The citadel is surrounded with sufficient force to ensure the siege cannot be interrupted.
Trenches are dug from outside the range of the defenders guns, more or less parallel to the defences, in a zig-zag until close enough for the attacking guns to be brought to bear on the area to be breached.
The guns aim to bring down enough of the wall to make a ramp for the assaulting troops to gain entry.
When the breaches are judged to be feasible, the defenders are given the opportunity to surrender with full military honours.
If the attackers are forced to go through the horrors of an assault, the defenders can expect no quarter and the inhabitants can expect a period of loot and pillage.
Great significance was attached to possession of the border fortresses that protected the principal routes to and from Portugal and Spain: Almeida (Portuguese) and Ciudad Rodrigo (Spanish) in the north, and Elvas (Portuguese) and Badajoz (Spanish) in the south. The distances between them precluded any one commander from overseeing simultaneous operations in person. In the spring of 1811 following the retreat of Marshal Masséna’s French army from Portugal and the Allied (Anglo-Portuguese) forces invested Almeida, Wellington was in personal command of the northern sphere of operations. The French attempt to relieve the beleaguered garrison was halted by Wellington’s victory at Fuentes de Oñoro (3-5 May), which turned back the immediate French threat in that region.

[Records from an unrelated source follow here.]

//! # Request Body Extraction & Validation
//!
//! Provides the [`Validate`] trait for request DTOs and helpers to extract
//! and validate JSON bodies in handlers. Validation collects at most one
//! message per field, first failure wins.

use std::collections::BTreeMap;

use axum::extract::rejection::JsonRejection;
use axum::Json;

use crate::error::AppError;

/// Per-field validation messages.
pub type FieldErrors = BTreeMap<String, String>;

/// Accumulates field errors. Only the first message for a field is kept.
#[derive(Debug, Default)]
pub struct Validator {
    errors: FieldErrors,
}

impl Validator {
    pub fn new() -> Self {
        Self::default()
    }

    /// Record `message` against `field` unless `ok` holds.
    pub fn check(&mut self, ok: bool, field: &str, message: &str) {
        if !ok {
            self.errors
                .entry(field.to_string())
                .or_insert_with(|| message.to_string());
        }
    }

    pub fn finish(self) -> Result<(), FieldErrors> {
        if self.errors.is_empty() {
            Ok(())
        } else {
            Err(self.errors)
        }
    }
}

/// Trait for request types with business rules beyond what serde checks.
pub trait Validate {
    /// Record every rule violation in `v`.
    fn validate(&self, v: &mut Validator);
}

/// True when no value appears twice.
pub fn unique<T: Eq + std::hash::Hash>(values: &[T]) -> bool {
    let mut seen = std::collections::HashSet::with_capacity(values.len());
    values.iter().all(|value| seen.insert(value))
}

/// Loose structural email check: one `@`, non-empty local part, dotted domain.
pub fn is_email(email: &str) -> bool {
    let Some((local, domain)) = email.split_once('@') else {
        return false;
    };
    !local.is_empty()
        && !domain.contains('@')
        && !email.chars().any(char::is_whitespace)
        && domain.split('.').count() >= 2
        && domain.split('.').all(|label| !label.is_empty())
}

/// Extract a JSON body, mapping deserialization errors to [`AppError::BadRequest`].
///
/// ```ignore
/// async fn handler(body: Result<Json<T>, JsonRejection>) -> Result<..., AppError> {
///     let req = extract_json(body)?;
/// }
/// ```
pub fn extract_json<T>(result: Result<Json<T>, JsonRejection>) -> Result<T, AppError> {
    result
        .map(|Json(v)| v)
        .map_err(|err| AppError::BadRequest(err.body_text()))
}

/// Extract a JSON body and validate it using the [`Validate`] trait.
pub fn extract_validated_json<T: Validate>(
    result: Result<Json<T>, JsonRejection>,
) -> Result<T, AppError> {
    let value = extract_json(result)?;
    validate(&value)?;
    Ok(value)
}

/// Run `value`'s rules, mapping violations to [`AppError::Validation`].
pub fn validate<T: Validate + ?Sized>(value: &T) -> Result<(), AppError> {
    let mut v = Validator::new();
    value.validate(&mut v);
    v.finish().map_err(AppError::Validation)
}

To the south, the Allies laid siege to Badajoz. Although the general direction of the campaign was decided by Wellington, William Carr Beresford, Marshal of the Portuguese Army, was in operational command. A natural son of the 1st Marquis of Waterford, he had served in the British Army from 1785 and was installed as Commander of the Portuguese army on 9 March 1809, at the beginning of a process of reorganisation (including discipline and the introduction of British methods) that transformed the Portuguese forces. Much of the credit for the Portuguese becoming so vital and valuable a part of Wellington’s army was due to Beresford’s administrative talents. His qualities were acknowledged by Wellington when asked who might be his preferred successor. He described Beresford as ‘the ablest man I have yet seen with the army … if it was a question of handling troops, some of you fellows might do as well, nay, better than he; but what we want now is some one to feed our troops, and I know no one fitter for the purpose than Beresford.’ He was not an inspired field commander and somewhat unfairly criticised by the Peninsular War historian, William Napier, for the carnage of Albuera.